//! # EMF
//!
//! Helpers for serializing CloudWatch Embedded Metrics via serde_json
//!
//! <https://docs.aws.amazon.com/AmazonCloudWatch/latest/monitoring/CloudWatch_Embedded_Metric_Format_Specification.html>

use serde::Serialize;
use serde_json::value::Value;
use std::collections::BTreeMap;

#[derive(Serialize)]
pub struct EmbeddedMetrics<'a> {
    #[serde(rename = "_aws")]
    pub aws: EmbeddedMetricsAws<'a>,
    #[serde(flatten)]
    pub dimensions: BTreeMap<&'a str, &'a str>,
    #[serde(flatten)]
    pub properties: BTreeMap<&'a str, &'a Value>,
    #[serde(flatten)]
    pub values: BTreeMap<&'a str, Value>,
}

#[derive(Serialize)]
pub struct EmbeddedMetricsAws<'a> {
    #[serde(rename = "Timestamp")]
    pub timestamp: u64,
    // A context only ever writes one namespace per document
    #[serde(rename = "CloudWatchMetrics")]
    pub cloudwatch_metrics: [EmbeddedNamespace<'a>; 1],
}

#[derive(Serialize)]
pub struct EmbeddedNamespace<'a> {
    #[serde(rename = "Namespace")]
    pub namespace: &'a str,
    // One entry of dimension keys per emitted dimension set, may be empty
    #[serde(rename = "Dimensions")]
    pub dimensions: Vec<Vec<&'a str>>,
    #[serde(rename = "Metrics")]
    pub metrics: Vec<EmbeddedMetric<'a>>,
}

#[derive(Serialize)]
pub struct EmbeddedMetric<'a> {
    #[serde(rename = "Name")]
    pub name: &'a str,
    #[serde(rename = "Unit")]
    #[serde(skip_serializing_if = "Option::is_none")]
    pub unit: Option<&'a str>,
}

/// Convert a metrics::Unit into the cloudwatch string
///
/// <https://docs.aws.amazon.com/AmazonCloudWatch/latest/APIReference/API_MetricDatum.html>
pub fn unit_to_str(unit: &metrics::Unit) -> &'static str {
    match unit {
        metrics::Unit::Count => "Count",
        metrics::Unit::Percent => "Percent",
        metrics::Unit::Seconds => "Seconds",
        metrics::Unit::Milliseconds => "Milliseconds",
        metrics::Unit::Microseconds => "Microseconds",
        metrics::Unit::Nanoseconds => "Nanoseconds",
        metrics::Unit::Tebibytes => "Terabytes",
        metrics::Unit::Gibibytes => "Gigabytes",
        metrics::Unit::Mebibytes => "Megabytes",
        metrics::Unit::Kibibytes => "Kilobytes",
        metrics::Unit::Bytes => "Bytes",
        metrics::Unit::TerabitsPerSecond => "Terabits/Second",
        metrics::Unit::GigabitsPerSecond => "Gigabits/Second",
        metrics::Unit::MegabitsPerSecond => "Megabits/Second",
        metrics::Unit::KilobitsPerSecond => "Kilobits/Second",
        metrics::Unit::BitsPerSecond => "Bits/Second",
        metrics::Unit::CountPerSecond => "Count/Second",
    }
}

/// A single sample is written as a bare number, several as an array
pub fn samples_to_value(samples: &[f64]) -> Value {
    match samples {
        [single] => Value::from(*single),
        many => Value::from(many.to_vec()),
    }
}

+ + + + + + +

EXERCISE GOAL → In the entries above, the lines from the one bearing "pub properties: BTreeMap<&'a" up to and including the one bearing "pub dimensions: Vec<Vec<&'a" should be transcribed exactly; no other line is wanted.

EXERCISE ANSWER →
    pub properties: BTreeMap<&'a str, &'a Value>,
    #[serde(flatten)]
    pub values: BTreeMap<&'a str, Value>,
}

#[derive(Serialize)]
pub struct EmbeddedMetricsAws<'a> {
    #[serde(rename = "Timestamp")]
    pub timestamp: u64,
    // A context only ever writes one namespace per document
    #[serde(rename = "CloudWatchMetrics")]
    pub cloudwatch_metrics: [EmbeddedNamespace<'a>; 1],
}

#[derive(Serialize)]
pub struct EmbeddedNamespace<'a> {
    #[serde(rename = "Namespace")]
    pub namespace: &'a str,
    // One entry of dimension keys per emitted dimension set, may be empty
    #[serde(rename = "Dimensions")]
    pub dimensions: Vec<Vec<&'a str>>,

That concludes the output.